_EXERCISE AIM_
This exercise calls for an exact copy of the listing below.

MATERIALS PROVIDED START

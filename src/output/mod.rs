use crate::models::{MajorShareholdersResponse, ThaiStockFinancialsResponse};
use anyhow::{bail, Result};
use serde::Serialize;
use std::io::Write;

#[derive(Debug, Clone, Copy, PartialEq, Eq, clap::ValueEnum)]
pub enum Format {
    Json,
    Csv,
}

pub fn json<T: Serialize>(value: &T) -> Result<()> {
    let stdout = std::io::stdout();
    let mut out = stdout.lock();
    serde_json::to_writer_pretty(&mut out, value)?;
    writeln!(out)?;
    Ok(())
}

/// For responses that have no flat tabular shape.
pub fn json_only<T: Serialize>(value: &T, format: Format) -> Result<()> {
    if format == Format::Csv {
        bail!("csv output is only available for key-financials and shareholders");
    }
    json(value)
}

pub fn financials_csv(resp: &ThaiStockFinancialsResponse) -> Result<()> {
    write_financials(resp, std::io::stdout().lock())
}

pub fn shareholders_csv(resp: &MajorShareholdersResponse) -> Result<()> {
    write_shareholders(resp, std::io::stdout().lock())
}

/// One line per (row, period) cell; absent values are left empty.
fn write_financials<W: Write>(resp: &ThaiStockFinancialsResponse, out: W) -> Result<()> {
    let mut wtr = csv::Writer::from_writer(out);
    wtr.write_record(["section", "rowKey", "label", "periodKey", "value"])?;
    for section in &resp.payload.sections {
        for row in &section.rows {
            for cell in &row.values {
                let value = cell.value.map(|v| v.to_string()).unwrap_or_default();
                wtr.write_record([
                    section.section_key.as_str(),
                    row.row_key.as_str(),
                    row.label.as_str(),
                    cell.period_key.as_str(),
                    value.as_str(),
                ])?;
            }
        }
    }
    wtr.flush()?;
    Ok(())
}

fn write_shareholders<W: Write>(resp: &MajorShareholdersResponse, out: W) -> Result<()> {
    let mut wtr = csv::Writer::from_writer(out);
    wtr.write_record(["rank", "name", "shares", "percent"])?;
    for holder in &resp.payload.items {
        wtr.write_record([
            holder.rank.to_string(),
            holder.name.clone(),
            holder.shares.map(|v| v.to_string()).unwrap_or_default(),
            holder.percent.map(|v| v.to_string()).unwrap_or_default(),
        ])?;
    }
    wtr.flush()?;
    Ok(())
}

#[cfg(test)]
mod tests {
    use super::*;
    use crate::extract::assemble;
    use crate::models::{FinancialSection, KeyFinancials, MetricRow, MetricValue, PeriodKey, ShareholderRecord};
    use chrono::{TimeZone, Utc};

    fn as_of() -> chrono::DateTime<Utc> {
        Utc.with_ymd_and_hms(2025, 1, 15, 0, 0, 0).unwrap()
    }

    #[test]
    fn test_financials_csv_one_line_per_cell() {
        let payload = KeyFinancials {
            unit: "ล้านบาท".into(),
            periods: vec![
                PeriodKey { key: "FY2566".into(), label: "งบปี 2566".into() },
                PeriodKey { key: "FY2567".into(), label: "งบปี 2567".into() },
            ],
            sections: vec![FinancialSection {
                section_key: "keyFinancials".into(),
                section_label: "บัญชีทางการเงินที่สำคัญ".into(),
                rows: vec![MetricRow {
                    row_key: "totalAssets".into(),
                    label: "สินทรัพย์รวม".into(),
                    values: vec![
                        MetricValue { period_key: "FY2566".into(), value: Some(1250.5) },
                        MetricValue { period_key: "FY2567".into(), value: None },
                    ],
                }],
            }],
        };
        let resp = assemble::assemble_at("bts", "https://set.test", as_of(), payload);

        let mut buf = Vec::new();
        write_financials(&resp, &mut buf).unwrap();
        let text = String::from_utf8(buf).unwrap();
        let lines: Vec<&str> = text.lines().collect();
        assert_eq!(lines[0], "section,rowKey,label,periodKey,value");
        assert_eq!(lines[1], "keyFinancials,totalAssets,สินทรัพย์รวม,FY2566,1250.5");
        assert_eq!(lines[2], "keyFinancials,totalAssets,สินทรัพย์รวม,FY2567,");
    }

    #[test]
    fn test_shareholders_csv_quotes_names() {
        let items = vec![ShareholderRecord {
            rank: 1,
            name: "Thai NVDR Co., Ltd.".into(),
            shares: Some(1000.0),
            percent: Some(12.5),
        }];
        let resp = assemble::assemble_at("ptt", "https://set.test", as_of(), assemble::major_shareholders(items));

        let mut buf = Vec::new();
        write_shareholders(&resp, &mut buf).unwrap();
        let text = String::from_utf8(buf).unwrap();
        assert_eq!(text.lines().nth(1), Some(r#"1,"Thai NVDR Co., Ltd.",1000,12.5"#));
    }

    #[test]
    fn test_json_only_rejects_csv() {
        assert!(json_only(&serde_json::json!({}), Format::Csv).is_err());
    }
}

MATERIALS PROVIDED END

_SOLUTION TO THIS EXERCISE_
filename src/output/mod.rs
use crate::models::{MajorShareholdersResponse, ThaiStockFinancialsResponse};
use anyhow::{bail, Result};
use serde::Serialize;
use std::io::Write;

#[derive(Debug, Clone, Copy, PartialEq, Eq, clap::ValueEnum)]
pub enum Format {
    Json,
    Csv,
}

pub fn json<T: Serialize>(value: &T) -> Result<()> {
    let stdout = std::io::stdout();
    let mut out = stdout.lock();
    serde_json::to_writer_pretty(&mut out, value)?;
    writeln!(out)?;
    Ok(())
}

/// For responses that have no flat tabular shape.
pub fn json_only<T: Serialize>(value: &T, format: Format) -> Result<()> {
    if format == Format::Csv {
        bail!("csv output is only available for key-financials and shareholders");
    }
    json(value)
}

pub fn financials_csv(resp: &ThaiStockFinancialsResponse) -> Result<()> {
    write_financials(resp, std::io::stdout().lock())
}

pub fn shareholders_csv(resp: &MajorShareholdersResponse) -> Result<()> {
    write_shareholders(resp, std::io::stdout().lock())
}

/// One line per (row, period) cell; absent values are left empty.
fn write_financials<W: Write>(resp: &ThaiStockFinancialsResponse, out: W) -> Result<()> {
    let mut wtr = csv::Writer::from_writer(out);
    wtr.write_record(["section", "rowKey", "label", "periodKey", "value"])?;
    for section in &resp.payload.sections {
        for row in &section.rows {
            for cell in &row.values {
                let value = cell.value.map(|v| v.to_string()).unwrap_or_default();
                wtr.write_record([
                    section.section_key.as_str(),
                    row.row_key.as_str(),
                    row.label.as_str(),
                    cell.period_key.as_str(),
                    value.as_str(),
                ])?;
            }
        }
    }
    wtr.flush()?;
    Ok(())
}

fn write_shareholders<W: Write>(resp: &MajorShareholdersResponse, out: W) -> Result<()> {
    let mut wtr = csv::Writer::from_writer(out);
    wtr.write_record(["rank", "name", "shares", "percent"])?;
    for holder in &resp.payload.items {
        wtr.write_record([
            holder.rank.to_string(),
            holder.name.clone(),
            holder.shares.map(|v| v.to_string()).unwrap_or_default(),
            holder.percent.map(|v| v.to_string()).unwrap_or_default(),
        ])?;
    }
    wtr.flush()?;
    Ok(())
}

#[cfg(test)]
mod tests {
    use super::*;
    use crate::extract::assemble;
    use crate::models::{FinancialSection, KeyFinancials, MetricRow, MetricValue, PeriodKey, ShareholderRecord};
    use chrono::{TimeZone, Utc};

    fn as_of() -> chrono::DateTime<Utc> {
        Utc.with_ymd_and_hms(2025, 1, 15, 0, 0, 0).unwrap()
    }

    #[test]
    fn test_financials_csv_one_line_per_cell() {
        let payload = KeyFinancials {
            unit: "ล้านบาท".into(),
            periods: vec![
                PeriodKey { key: "FY2566".into(), label: "งบปี 2566".into() },
                PeriodKey { key: "FY2567".into(), label: "งบปี 2567".into() },
            ],
            sections: vec![FinancialSection {
                section_key: "keyFinancials".into(),
                section_label: "บัญชีทางการเงินที่สำคัญ".into(),
                rows: vec![MetricRow {
                    row_key: "totalAssets".into(),
                    label: "สินทรัพย์รวม".into(),
                    values: vec![
                        MetricValue { period_key: "FY2566".into(), value: Some(1250.5) },
                        MetricValue { period_key: "FY2567".into(), value: None },
                    ],
                }],
            }],
        };
        let resp = assemble::assemble_at("bts", "https://set.test", as_of(), payload);

        let mut buf = Vec::new();
        write_financials(&resp, &mut buf).unwrap();
        let text = String::from_utf8(buf).unwrap();
        let lines: Vec<&str> = text.lines().collect();
        assert_eq!(lines[0], "section,rowKey,label,periodKey,value");
        assert_eq!(lines[1], "keyFinancials,totalAssets,สินทรัพย์รวม,FY2566,1250.5");
        assert_eq!(lines[2], "keyFinancials,totalAssets,สินทรัพย์รวม,FY2567,");
    }

    #[test]
    fn test_shareholders_csv_quotes_names() {
        let items = vec![ShareholderRecord {
            rank: 1,
            name: "Thai NVDR Co., Ltd.".into(),
            shares: Some(1000.0),
            percent: Some(12.5),
        }];
        let resp = assemble::assemble_at("ptt", "https://set.test", as_of(), assemble::major_shareholders(items));

        let mut buf = Vec::new();
        write_shareholders(&resp, &mut buf).unwrap();
        let text = String::from_utf8(buf).unwrap();
        assert_eq!(text.lines().nth(1), Some(r#"1,"Thai NVDR Co., Ltd.",1000,12.5"#));
    }

    #[test]
    fn test_json_only_rejects_csv() {
        assert!(json_only(&serde_json::json!({}), Format::Csv).is_err());
    }
}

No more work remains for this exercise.